Copy every line of the data that contains the string "await".

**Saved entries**
------------------------------------------------------------

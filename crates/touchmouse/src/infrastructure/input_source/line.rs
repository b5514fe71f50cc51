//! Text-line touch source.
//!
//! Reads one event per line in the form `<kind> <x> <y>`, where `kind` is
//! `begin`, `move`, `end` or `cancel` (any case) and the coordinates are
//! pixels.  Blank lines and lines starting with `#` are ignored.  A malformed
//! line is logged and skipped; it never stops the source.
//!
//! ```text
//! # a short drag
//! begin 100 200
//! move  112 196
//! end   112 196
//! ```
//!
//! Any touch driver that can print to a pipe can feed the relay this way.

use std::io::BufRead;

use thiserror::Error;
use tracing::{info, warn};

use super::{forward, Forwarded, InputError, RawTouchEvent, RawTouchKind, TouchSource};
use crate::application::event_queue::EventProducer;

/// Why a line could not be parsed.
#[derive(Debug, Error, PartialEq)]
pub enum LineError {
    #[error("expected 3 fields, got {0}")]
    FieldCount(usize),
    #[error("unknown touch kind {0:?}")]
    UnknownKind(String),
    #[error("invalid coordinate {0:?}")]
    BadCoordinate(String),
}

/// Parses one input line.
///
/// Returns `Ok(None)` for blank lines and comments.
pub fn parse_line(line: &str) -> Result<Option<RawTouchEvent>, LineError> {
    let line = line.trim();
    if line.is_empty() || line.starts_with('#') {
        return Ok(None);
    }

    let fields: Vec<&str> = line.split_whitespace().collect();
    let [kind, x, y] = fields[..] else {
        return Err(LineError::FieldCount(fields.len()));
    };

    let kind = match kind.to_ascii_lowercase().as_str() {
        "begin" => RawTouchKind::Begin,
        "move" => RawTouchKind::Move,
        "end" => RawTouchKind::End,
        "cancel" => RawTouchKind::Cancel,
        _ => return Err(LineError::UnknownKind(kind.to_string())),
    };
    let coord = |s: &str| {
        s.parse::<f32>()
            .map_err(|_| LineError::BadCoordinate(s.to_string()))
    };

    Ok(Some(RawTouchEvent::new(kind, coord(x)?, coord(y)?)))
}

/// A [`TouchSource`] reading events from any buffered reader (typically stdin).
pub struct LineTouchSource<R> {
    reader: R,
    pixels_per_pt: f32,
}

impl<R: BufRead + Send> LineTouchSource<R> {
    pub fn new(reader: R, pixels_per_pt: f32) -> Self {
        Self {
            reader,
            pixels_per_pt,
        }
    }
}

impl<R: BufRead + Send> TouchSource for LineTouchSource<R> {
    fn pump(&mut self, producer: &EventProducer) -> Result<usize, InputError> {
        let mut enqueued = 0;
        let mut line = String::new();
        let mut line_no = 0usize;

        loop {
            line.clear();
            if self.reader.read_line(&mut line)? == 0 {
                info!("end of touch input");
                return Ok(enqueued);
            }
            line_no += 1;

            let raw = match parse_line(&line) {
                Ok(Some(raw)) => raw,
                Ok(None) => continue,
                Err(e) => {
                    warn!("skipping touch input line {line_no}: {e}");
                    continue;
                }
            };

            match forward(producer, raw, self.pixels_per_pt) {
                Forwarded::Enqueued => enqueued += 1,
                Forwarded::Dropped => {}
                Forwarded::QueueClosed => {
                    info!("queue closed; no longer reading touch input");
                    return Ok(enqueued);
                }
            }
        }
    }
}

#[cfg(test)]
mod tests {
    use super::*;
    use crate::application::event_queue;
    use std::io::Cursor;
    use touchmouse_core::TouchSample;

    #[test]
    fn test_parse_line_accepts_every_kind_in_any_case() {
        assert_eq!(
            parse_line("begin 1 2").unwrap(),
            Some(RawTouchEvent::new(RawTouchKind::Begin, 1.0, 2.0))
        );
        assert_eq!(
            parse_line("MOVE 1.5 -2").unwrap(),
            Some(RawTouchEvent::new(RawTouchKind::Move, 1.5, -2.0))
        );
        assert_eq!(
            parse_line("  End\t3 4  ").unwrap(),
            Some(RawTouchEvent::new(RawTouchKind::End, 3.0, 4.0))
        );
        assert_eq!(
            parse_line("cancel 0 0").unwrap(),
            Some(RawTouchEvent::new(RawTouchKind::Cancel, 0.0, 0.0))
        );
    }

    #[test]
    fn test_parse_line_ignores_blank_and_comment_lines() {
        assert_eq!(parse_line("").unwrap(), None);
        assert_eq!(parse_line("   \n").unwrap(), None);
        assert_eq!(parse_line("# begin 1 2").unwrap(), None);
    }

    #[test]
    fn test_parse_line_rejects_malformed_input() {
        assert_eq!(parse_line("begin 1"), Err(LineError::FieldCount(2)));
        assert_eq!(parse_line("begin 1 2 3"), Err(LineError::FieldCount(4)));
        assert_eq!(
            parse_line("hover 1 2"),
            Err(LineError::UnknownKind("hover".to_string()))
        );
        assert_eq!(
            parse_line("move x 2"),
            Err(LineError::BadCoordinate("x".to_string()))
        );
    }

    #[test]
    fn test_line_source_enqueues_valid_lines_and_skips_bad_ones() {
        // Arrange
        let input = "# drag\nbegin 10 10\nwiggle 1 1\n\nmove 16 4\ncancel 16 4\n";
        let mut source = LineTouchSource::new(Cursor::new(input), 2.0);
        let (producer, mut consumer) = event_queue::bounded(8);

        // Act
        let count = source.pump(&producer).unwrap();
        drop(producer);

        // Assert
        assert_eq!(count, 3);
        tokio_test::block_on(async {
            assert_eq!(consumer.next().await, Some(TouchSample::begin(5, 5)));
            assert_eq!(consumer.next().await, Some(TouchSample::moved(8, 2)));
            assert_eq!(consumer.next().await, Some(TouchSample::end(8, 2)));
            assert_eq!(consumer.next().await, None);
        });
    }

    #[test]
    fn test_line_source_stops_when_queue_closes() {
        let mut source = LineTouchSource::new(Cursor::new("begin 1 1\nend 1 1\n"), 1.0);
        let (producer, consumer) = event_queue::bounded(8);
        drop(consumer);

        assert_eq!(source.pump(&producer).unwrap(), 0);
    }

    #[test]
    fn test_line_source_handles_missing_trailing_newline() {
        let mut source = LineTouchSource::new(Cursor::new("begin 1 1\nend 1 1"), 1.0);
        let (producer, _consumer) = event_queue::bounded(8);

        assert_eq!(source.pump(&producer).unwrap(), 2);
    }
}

------------------------------------------------------------

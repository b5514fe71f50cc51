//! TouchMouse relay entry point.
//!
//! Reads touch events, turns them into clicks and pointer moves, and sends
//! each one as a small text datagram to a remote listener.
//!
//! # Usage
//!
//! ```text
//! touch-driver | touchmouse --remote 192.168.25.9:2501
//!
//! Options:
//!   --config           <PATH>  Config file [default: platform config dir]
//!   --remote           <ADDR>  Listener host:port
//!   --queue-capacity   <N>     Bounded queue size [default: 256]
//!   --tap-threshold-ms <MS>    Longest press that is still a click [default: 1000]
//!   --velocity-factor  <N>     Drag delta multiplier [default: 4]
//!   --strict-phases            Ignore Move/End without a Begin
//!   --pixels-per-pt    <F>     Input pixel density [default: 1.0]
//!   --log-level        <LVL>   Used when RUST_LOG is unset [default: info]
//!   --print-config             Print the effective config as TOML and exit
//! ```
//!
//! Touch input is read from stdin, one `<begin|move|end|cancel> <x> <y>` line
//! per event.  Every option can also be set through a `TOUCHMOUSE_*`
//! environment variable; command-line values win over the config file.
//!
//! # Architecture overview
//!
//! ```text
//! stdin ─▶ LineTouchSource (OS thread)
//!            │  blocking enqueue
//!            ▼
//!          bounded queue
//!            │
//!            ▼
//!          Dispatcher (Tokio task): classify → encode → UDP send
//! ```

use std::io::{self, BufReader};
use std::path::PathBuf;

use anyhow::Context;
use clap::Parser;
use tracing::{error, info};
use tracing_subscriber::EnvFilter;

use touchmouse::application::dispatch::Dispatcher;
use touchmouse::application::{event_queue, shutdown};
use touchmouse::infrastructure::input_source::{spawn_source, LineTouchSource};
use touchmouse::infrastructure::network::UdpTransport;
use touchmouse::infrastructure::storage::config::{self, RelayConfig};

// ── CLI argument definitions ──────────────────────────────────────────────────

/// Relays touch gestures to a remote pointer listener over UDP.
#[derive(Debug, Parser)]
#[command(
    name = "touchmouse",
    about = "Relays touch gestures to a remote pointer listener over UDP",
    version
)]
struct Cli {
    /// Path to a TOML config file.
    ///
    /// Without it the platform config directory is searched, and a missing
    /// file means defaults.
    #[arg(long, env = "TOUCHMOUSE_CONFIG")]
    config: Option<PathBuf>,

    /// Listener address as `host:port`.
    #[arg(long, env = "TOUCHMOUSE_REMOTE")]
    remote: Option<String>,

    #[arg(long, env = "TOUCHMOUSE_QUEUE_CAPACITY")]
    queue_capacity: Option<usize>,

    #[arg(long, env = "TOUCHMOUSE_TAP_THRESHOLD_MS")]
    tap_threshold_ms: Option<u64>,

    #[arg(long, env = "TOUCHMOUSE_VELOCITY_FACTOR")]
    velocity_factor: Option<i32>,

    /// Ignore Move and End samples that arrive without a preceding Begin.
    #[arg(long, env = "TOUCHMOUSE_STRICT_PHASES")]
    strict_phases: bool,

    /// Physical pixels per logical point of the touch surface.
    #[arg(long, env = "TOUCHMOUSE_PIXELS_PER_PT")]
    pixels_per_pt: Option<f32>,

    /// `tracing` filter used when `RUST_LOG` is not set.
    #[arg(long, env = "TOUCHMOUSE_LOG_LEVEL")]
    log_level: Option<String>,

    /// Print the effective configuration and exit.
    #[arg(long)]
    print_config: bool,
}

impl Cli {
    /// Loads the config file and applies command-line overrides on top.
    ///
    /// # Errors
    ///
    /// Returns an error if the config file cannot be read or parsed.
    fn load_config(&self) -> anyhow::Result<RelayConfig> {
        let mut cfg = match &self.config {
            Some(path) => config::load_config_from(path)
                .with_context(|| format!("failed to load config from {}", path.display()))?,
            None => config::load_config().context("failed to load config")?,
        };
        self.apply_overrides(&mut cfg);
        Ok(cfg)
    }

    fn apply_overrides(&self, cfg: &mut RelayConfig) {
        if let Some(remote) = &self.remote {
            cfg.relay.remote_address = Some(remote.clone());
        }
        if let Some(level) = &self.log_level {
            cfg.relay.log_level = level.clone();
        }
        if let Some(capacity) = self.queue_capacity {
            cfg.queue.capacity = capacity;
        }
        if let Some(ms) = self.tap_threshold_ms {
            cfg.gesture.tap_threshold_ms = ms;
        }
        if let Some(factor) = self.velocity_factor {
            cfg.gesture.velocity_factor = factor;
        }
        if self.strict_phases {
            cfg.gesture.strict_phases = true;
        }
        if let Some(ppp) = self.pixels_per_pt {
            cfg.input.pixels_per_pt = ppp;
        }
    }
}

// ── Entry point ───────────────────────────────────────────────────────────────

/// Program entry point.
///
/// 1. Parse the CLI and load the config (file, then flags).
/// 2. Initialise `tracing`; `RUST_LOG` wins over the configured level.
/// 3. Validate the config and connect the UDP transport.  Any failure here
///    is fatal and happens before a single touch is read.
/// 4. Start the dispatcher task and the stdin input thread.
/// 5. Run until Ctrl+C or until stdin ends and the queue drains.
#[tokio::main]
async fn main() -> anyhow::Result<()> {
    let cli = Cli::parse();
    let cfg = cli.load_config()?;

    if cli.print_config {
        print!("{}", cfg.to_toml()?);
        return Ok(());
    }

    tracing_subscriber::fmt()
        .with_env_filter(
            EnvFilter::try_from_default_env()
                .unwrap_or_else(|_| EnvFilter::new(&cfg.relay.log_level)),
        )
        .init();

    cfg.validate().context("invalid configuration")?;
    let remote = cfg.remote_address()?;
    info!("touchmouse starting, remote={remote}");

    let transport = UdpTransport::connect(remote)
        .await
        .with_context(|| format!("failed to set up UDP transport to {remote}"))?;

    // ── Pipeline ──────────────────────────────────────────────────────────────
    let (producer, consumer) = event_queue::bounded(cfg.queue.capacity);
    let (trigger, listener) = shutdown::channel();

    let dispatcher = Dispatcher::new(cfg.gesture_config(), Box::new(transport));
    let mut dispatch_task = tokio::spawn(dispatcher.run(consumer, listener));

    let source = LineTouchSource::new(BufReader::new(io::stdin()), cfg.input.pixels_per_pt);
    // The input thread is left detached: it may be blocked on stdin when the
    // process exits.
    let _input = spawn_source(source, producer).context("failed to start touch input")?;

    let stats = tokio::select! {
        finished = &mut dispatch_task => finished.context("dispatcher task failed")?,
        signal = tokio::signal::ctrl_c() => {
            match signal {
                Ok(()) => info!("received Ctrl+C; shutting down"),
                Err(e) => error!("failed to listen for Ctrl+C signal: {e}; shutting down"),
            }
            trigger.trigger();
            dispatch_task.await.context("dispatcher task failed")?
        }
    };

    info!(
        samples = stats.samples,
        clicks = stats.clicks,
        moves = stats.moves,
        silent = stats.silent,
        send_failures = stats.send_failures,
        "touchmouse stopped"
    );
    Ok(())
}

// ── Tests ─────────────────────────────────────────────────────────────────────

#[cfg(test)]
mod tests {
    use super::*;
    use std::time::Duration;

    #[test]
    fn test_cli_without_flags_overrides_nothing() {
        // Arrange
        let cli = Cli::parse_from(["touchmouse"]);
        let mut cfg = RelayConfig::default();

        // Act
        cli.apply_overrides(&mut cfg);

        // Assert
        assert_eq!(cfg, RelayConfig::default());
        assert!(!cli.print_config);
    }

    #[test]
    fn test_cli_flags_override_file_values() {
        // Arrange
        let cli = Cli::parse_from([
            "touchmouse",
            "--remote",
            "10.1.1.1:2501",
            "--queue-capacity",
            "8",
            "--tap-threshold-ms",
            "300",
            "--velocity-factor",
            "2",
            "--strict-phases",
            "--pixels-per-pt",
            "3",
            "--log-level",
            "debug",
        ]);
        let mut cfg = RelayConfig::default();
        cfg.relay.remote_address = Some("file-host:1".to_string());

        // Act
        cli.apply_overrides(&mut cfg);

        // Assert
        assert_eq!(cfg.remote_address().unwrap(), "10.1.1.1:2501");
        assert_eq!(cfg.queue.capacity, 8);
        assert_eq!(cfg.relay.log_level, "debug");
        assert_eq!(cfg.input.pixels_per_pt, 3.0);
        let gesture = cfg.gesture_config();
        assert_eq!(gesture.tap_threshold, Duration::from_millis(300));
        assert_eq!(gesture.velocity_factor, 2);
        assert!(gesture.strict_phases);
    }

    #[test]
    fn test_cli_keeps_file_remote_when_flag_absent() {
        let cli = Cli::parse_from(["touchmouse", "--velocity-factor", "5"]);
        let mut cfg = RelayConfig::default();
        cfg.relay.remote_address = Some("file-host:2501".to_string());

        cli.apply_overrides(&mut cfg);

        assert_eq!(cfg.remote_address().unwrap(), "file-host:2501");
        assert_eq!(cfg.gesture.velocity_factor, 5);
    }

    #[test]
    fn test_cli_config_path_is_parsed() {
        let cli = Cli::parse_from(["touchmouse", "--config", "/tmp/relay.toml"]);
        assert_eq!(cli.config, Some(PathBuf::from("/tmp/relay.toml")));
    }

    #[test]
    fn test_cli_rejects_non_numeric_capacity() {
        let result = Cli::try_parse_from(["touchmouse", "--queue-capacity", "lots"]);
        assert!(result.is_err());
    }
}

------------------------------------------------------------

**Solution to this problem**
            assert_eq!(consumer.next().await, Some(TouchSample::begin(5, 5)));
            assert_eq!(consumer.next().await, Some(TouchSample::moved(8, 2)));
            assert_eq!(consumer.next().await, Some(TouchSample::end(8, 2)));
            assert_eq!(consumer.next().await, None);
        .await
            dispatch_task.await.context("dispatcher task failed")?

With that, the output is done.